FAQ
Prepayments

What is a cell tower lease buyout?

A cell tower lease buyout is when a landowner sells some or all of their future cell tower rent payments for a lump sum of cash today. In exchange, the buyer takes over the income stream and often certain rights tied to the lease.

A buyout is a financial transaction, not a land sale

When you accept a cell tower lease buyout, you are not selling your land. You are selling the contractual income and rights created by your lease agreement. This distinction matters because many landowners assume the transaction is simpler than it really is.

Cell tower leases are long-term infrastructure contracts. They often run 20 to 30 years initially, with multiple renewal periods that can extend the relationship far beyond that. Over time, these leases can generate substantial income, especially when escalators and amendments are included.

A buyout converts that long-term income into a single payment today.

How buyout investors view your lease

From an investor’s perspective, a cell tower lease is a predictable income stream. Their goal is to:

  • Pay cash today
  • Collect rent for many years
  • Earn a return greater than their initial investment

To do this, investors rely on assumptions about the future. These assumptions shape the offer you receive.

Common types of buyouts

Not all buyouts are structured the same way. Common variations include:

  • Full buyouts: All remaining rent and rights are transferred permanently
  • Partial buyouts: Only a portion of the lease term or income is sold
  • Prepayments: Rent is paid upfront for a fixed number of years

Each structure has different consequences for long-term value and control.
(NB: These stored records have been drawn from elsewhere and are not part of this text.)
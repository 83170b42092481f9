use std::io::Read;
use std::path::PathBuf;
use std::time::{SystemTime, UNIX_EPOCH};

use tiny_http::Request;
use tracing::{error, info, warn};

use neuroscan::Status;

use crate::routes::{error_response, json_response, JsonResponse};
use crate::state::{AppState, SharedState};
use crate::util::multipart::{extract_boundary, extract_file_part, sanitize_filename};

/// Form field carrying the upload.
const FILE_FIELD: &str = "file";

// ---------------------------------------------------------------------------
// POST /api/predict
// ---------------------------------------------------------------------------

pub fn handle(request: &mut Request, state: &SharedState) -> JsonResponse {
    let limit = state.settings.max_upload_size;

    let content_type = request.headers().iter()
        .find(|h| h.field.equiv("Content-Type"))
        .map(|h| h.value.as_str().to_owned())
        .unwrap_or_default();
    if !content_type.starts_with("multipart/form-data") {
        return error_response(400, "Expected a multipart/form-data upload");
    }

    if request.body_length().is_some_and(|len| len > limit) {
        return too_large(limit);
    }
    let mut body: Vec<u8> = Vec::new();
    if let Err(e) = request.as_reader().take(limit as u64 + 1).read_to_end(&mut body) {
        warn!(error = %e, "cannot read request body");
        return error_response(400, "Cannot read request body");
    }
    upload(&content_type, &body, state)
}

/// Handles a fully read multipart body.
fn upload(content_type: &str, body: &[u8], state: &AppState) -> JsonResponse {
    let limit = state.settings.max_upload_size;
    if body.len() > limit {
        return too_large(limit);
    }
    let Some(boundary) = extract_boundary(content_type) else {
        return error_response(400, "Missing multipart boundary");
    };

    let Some(part) = extract_file_part(body, &boundary, FILE_FIELD) else {
        return error_response(400, "No file uploaded");
    };
    if !part.content_type.starts_with("image/") {
        return error_response(400, "File must be an image");
    }

    let saved = match store_upload(&state.settings.upload_dir, &part.filename, &part.data) {
        Ok(path) => path,
        Err(e) => {
            error!(error = %e, "cannot store upload");
            return error_response(500, "Cannot store upload");
        }
    };
    let saved_display = saved.display().to_string();
    info!(path = %saved_display, bytes = part.data.len(), "upload stored");

    let result = state.pipeline.predict(&part.data, Some(&saved_display));
    let status = if result.status == Status::Error { 500 } else { 200 };
    json_response(status, &result)
}

fn too_large(limit: usize) -> JsonResponse {
    error_response(413, &format!("File too large (limit {limit} bytes)"))
}

/// Writes the upload as `<millis>_<sanitised name>` under `dir`.
fn store_upload(dir: &std::path::Path, filename: &str, data: &[u8]) -> std::io::Result<PathBuf> {
    std::fs::create_dir_all(dir)?;
    let stamp = SystemTime::now()
        .duration_since(UNIX_EPOCH)
        .map(|d| d.as_millis())
        .unwrap_or_default();
    let path = dir.join(format!("{stamp}_{}", sanitize_filename(filename)));
    std::fs::write(&path, data)?;
    Ok(path)
}

#[cfg(test)]
mod tests {
    use super::*;
    use std::io::Cursor;
    use std::sync::Arc;

    use image::{DynamicImage, GrayImage, ImageOutputFormat, Luma};
    use neuroscan::classify::{Classifier, ClassifyError, PredictionSource, Probabilities, Sample};
    use neuroscan::config::settings::MAX_UPLOAD_SIZE_KEY;
    use neuroscan::{ClassLabels, InferencePipeline, PipelineConfig};
    use rand::rngs::StdRng;
    use rand::{Rng, SeedableRng};
    use tiny_http::{Header, Method, TestRequest};

    use crate::routes::tests::read;
    use crate::state::tests::{test_settings, test_state};

    const BOUNDARY: &str = "neuroscanBoundary";

    fn multipart(disposition: &str, part_type: Option<&str>, data: &[u8]) -> Vec<u8> {
        let mut out = format!("--{BOUNDARY}\r\nContent-Disposition: form-data; {disposition}\r\n").into_bytes();
        if let Some(t) = part_type {
            out.extend_from_slice(format!("Content-Type: {t}\r\n").as_bytes());
        }
        out.extend_from_slice(b"\r\n");
        out.extend_from_slice(data);
        out.extend_from_slice(format!("\r\n--{BOUNDARY}--\r\n").as_bytes());
        out
    }

    fn multipart_type() -> String {
        format!("multipart/form-data; boundary={BOUNDARY}")
    }

    /// A POST carrying `body`, which must be UTF-8 for `TestRequest`.
    fn post(content_type: &str, body: Vec<u8>) -> Request {
        let body: &'static str = Box::leak(String::from_utf8(body).unwrap().into_boxed_str());
        let header: Header = format!("Content-Type: {content_type}").parse().unwrap();
        TestRequest::new()
            .with_method(Method::Post)
            .with_path("/api/predict")
            .with_header(header)
            .with_body(body)
            .into()
    }

    fn noisy_png() -> Vec<u8> {
        let mut rng = StdRng::seed_from_u64(21);
        let gray = GrayImage::from_fn(200, 200, |_, _| Luma([rng.gen()]));
        let mut buf = Cursor::new(Vec::new());
        DynamicImage::ImageLuma8(gray).write_to(&mut buf, ImageOutputFormat::Png).unwrap();
        buf.into_inner()
    }

    #[test]
    fn non_multipart_request_is_400() {
        let (_dir, state) = test_state(&[]);
        let mut request = post("application/json", b"{}".to_vec());
        let (status, body) = read(handle(&mut request, &state));
        assert_eq!(status, 400);
        assert!(body["error"].as_str().unwrap().contains("multipart"));
    }

    #[test]
    fn missing_boundary_is_400() {
        let (_dir, state) = test_state(&[]);
        let mut request = post("multipart/form-data", Vec::new());
        assert_eq!(read(handle(&mut request, &state)).0, 400);
    }

    #[test]
    fn form_without_file_part_is_400() {
        let (_dir, state) = test_state(&[]);
        let body = multipart("name=\"note\"", None, b"just text");
        let mut request = post(&multipart_type(), body);
        let (status, body) = read(handle(&mut request, &state));
        assert_eq!(status, 400);
        assert_eq!(body["error"], "No file uploaded");
    }

    #[test]
    fn non_image_part_is_400() {
        let (_dir, state) = test_state(&[]);
        let body = multipart("name=\"file\"; filename=\"notes.txt\"", Some("text/plain"), b"hello");
        let mut request = post(&multipart_type(), body);
        let (status, body) = read(handle(&mut request, &state));
        assert_eq!(status, 400);
        assert_eq!(body["error"], "File must be an image");
    }

    #[test]
    fn oversized_body_is_413() {
        let (_dir, state) = test_state(&[(MAX_UPLOAD_SIZE_KEY, "64")]);
        let body = multipart("name=\"file\"; filename=\"a.png\"", Some("image/png"), &[b'x'; 256]);
        let mut request = post(&multipart_type(), body);
        let (status, body) = read(handle(&mut request, &state));
        assert_eq!(status, 413);
        assert!(body["error"].as_str().unwrap().contains("64 bytes"));
    }

    #[test]
    fn undecodable_image_is_stored_and_answered_200() {
        let (dir, state) = test_state(&[]);
        let body = multipart("name=\"file\"; filename=\"../scan.png\"", Some("image/png"), b"not really a png");
        let mut request = post(&multipart_type(), body);
        let (status, body) = read(handle(&mut request, &state));

        assert_eq!(status, 200);
        assert_eq!(body["status"], "invalid_image");
        let saved = body["image_path"].as_str().unwrap();
        assert!(saved.ends_with("_scan.png"), "{saved}");
        assert!(saved.starts_with(dir.path().join("uploads").to_string_lossy().as_ref()));
        assert_eq!(std::fs::read(saved).unwrap(), b"not really a png");
    }

    #[test]
    fn scan_upload_returns_ranked_predictions() {
        let (_dir, state) = test_state(&[]);
        let body = multipart("name=\"file\"; filename=\"scan.png\"", Some("image/png"), &noisy_png());
        let (status, body) = read(upload(&multipart_type(), &body, &state));

        assert_eq!(status, 200);
        assert_eq!(body["status"], "success");
        assert_eq!(body["prediction_source"], "fallback");
        assert_eq!(body["predictions"].as_array().unwrap().len(), 4);
        assert!(body["top_prediction"].is_object());
    }

    #[test]
    fn pipeline_error_is_500() {
        struct Broken;
        impl Classifier for Broken {
            fn source(&self) -> PredictionSource { PredictionSource::Model }
            fn classify(&self, _: &Sample<'_>) -> Result<Probabilities, ClassifyError> {
                Err(ClassifyError::InvalidOutput("entry NaN".into()))
            }
        }

        let dir = tempfile::tempdir().unwrap();
        let settings = test_settings(&dir, &[]);
        let pipeline = InferencePipeline::with_classifier(
            PipelineConfig::from(&settings),
            ClassLabels::default(),
            Box::new(Broken),
            "broken.json",
        );
        let state = Arc::new(AppState { settings, pipeline });

        let body = multipart("name=\"file\"; filename=\"scan.png\"", Some("image/png"), &noisy_png());
        let (status, body) = read(upload(&multipart_type(), &body, &state));
        assert_eq!(status, 500);
        assert_eq!(body["status"], "error");
        assert!(body["error"].as_str().unwrap().contains("entry NaN"));
    }
}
Why rights matter as much as rent

Cell tower leases include far more than payment terms. They also govern:

  • Access to your property
  • Easements and utility rights
  • Expansion and upgrade permissions
  • Relocation and termination clauses

Many buyout agreements quietly transfer these rights to the buyer. Landowners often focus on the check amount and miss the long-term impact of losing control.

Why buyouts are often misunderstood

Buyout offers are usually presented as simple and routine. In reality, they are carefully engineered financial instruments. The simplicity is part of the sales process. The complexity lives in the assumptions and fine print.

Once signed, a buyout cannot be undone. That permanence is why understanding the full structure is critical before agreeing to anything.